Although specifically about the application of the "everything speaks" approach to a university, this article contains relevant lessons for any company that interacts with its customers.

What does Mickey Mouse have to do with higher education?

Several of us from St. Edward's University found ourselves pondering that unusual question five years ago as we filed into a classroom at the Disney Institute. We came to Orlando, with a tinge of skepticism, to attend a business seminar on applying the Disney model of customer service to colleges and universities.

Before the trip, some of the administrators on our team questioned the suitability of Disney marketing strategies for the higher education setting. We quietly wondered, "Could the magical kingdom of juvenile entertainment have anything to offer the hallowed halls of higher education?" However, during the seminar, attended by representatives of several colleges and universities, even the most critical eyes began to see the relevance to higher education of Disney's central message: "Everything speaks."

That means everything on campus—from the smile on the receptionist's face and the bright flowers lining the walkway to the cleanliness of cafeteria utensils and the maze of phone loops—says something about your institution. In other words, like any business, a college or university has a unique cast, setting, and process, each of which sends influential messages—positive or negative, intended or unintended.

  1. Cast—Your employees and volunteers, including everyone from the workers dishing up delights in the cafeteria to the switchboard operator, professors, and president. While faculty members form the heart of an institution, don't underestimate the significance of your staff.

    Receptionists, groundskeepers and others in supportive roles are often the first people with whom prospective students interact, and poor initial contacts with prospective students result in institutions losing an average of 12 percent of enrollment, says Neal A. Raisman, founder and president of the New York customer-service consulting and research group AcademicMAPS.

  2. Setting—The sensory experience of your entire campus environment. Examples include the admissions office, signage, classroom amenities, dormitory bathrooms and school spirit.

  3. Process—The various procedures and systems in place to help participants navigate and achieve their goals, such as applying for a campus job, requesting course schedules, or registering for classes.

As you can see, these three elements exist at colleges and universities whether employees are aware of them or not. Of course, institutions of higher education will want to strive for awareness, for it is the messages sent by cast, setting, and process that form people's perceptions. These dimensions make a critical impression on students, prospective students, donors, alumni, parents, vendors, job candidates, and others in contact with the institution.

Orlando customer service consultant and former Disney Institute seminar leader Teri Yanovitch recalls the first time she prepared a customer service workshop at Disney to address higher-education representatives, as opposed to her usual corporate crowd. The main differentiating factor she had to take into account is that many of a school's "customers" live at the "business," she says, and that means such institutions have a greater range of time and details to consider. Students are not simply stopping in to buy widgets. Thus, the "everything speaks" philosophy is perhaps even more critical in higher education than in other businesses.
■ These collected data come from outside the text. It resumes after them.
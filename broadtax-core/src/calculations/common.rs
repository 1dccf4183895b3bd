//! Helpers shared by the calculators.

use rust_decimal::Decimal;

use crate::TaxOutput;

/// Rounds a decimal value to exactly two decimal places using half-up rounding.
///
/// The engine never rounds intermediate values; this is for callers that
/// present or compare final amounts.
///
/// # Examples
///
/// ```
/// use rust_decimal_macros::dec;
/// use broadtax_core::calculations::common::round_half_up;
///
/// assert_eq!(round_half_up(dec!(3231.905)), dec!(3231.91));
/// assert_eq!(round_half_up(dec!(-123.455)), dec!(-123.46)); // Away from zero
/// ```
pub fn round_half_up(value: Decimal) -> Decimal {
    value.round_dp_with_strategy(2, rust_decimal::RoundingStrategy::MidpointAwayFromZero)
}

/// Returns the maximum of two decimal values.
pub fn max(
    a: Decimal,
    b: Decimal,
) -> Decimal {
    if a > b { a } else { b }
}

/// Finishes a calculation as an amount or as a rate over `income`.
///
/// Either way the result is zero when `income` is zero or negative, which
/// also keeps rates free of division by zero.
///
/// # Examples
///
/// ```
/// use rust_decimal_macros::dec;
/// use broadtax_core::TaxOutput;
/// use broadtax_core::calculations::common::amount_or_rate;
///
/// assert_eq!(amount_or_rate(dec!(154), dec!(1000), TaxOutput::Amount), dec!(154));
/// assert_eq!(amount_or_rate(dec!(154), dec!(1000), TaxOutput::Rate), dec!(0.154));
/// assert_eq!(amount_or_rate(dec!(154), dec!(0), TaxOutput::Rate), dec!(0));
/// ```
pub fn amount_or_rate(
    amount: Decimal,
    income: Decimal,
    output: TaxOutput,
) -> Decimal {
    if income <= Decimal::ZERO {
        return Decimal::ZERO;
    }

    match output {
        TaxOutput::Amount => amount,
        TaxOutput::Rate => amount / income,
    }
}
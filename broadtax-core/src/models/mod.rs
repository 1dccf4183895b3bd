mod bracket_schedule;
mod capital_gains_scenario;
mod membership_type;
mod tax_bracket;
mod tax_output;
mod tax_year_config;

pub use bracket_schedule::{BracketSchedule, ScheduleError};
pub use capital_gains_scenario::CapitalGainsScenario;
pub use membership_type::MembershipType;
pub use tax_bracket::TaxBracket;
pub use tax_output::TaxOutput;
pub use tax_year_config::{ConfigError, TaxYearConfig};
//! Route modules.
//!
//! - `articles`: list/create on `/article`, get/update/delete on
//!   `/article/:id`, each with a trailing-slash variant.

pub mod articles;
Neal Raisman of AcademicMAPS agrees. He wrote the book Embrace the Oxymoron: Customer Service in Higher Education and worked for many years as a faculty member and college president in New York.

He argues that today's high school graduates think more symbolically than the current generation of academics. The electronic age has molded the minds of younger generations to see the world more in images than in words, he says. While a faculty member might pass a campus building and see only mortar and bricks, a student would likely ask, "What does that building say about me?" So it's important to look through the lens of the younger generation, Raisman says.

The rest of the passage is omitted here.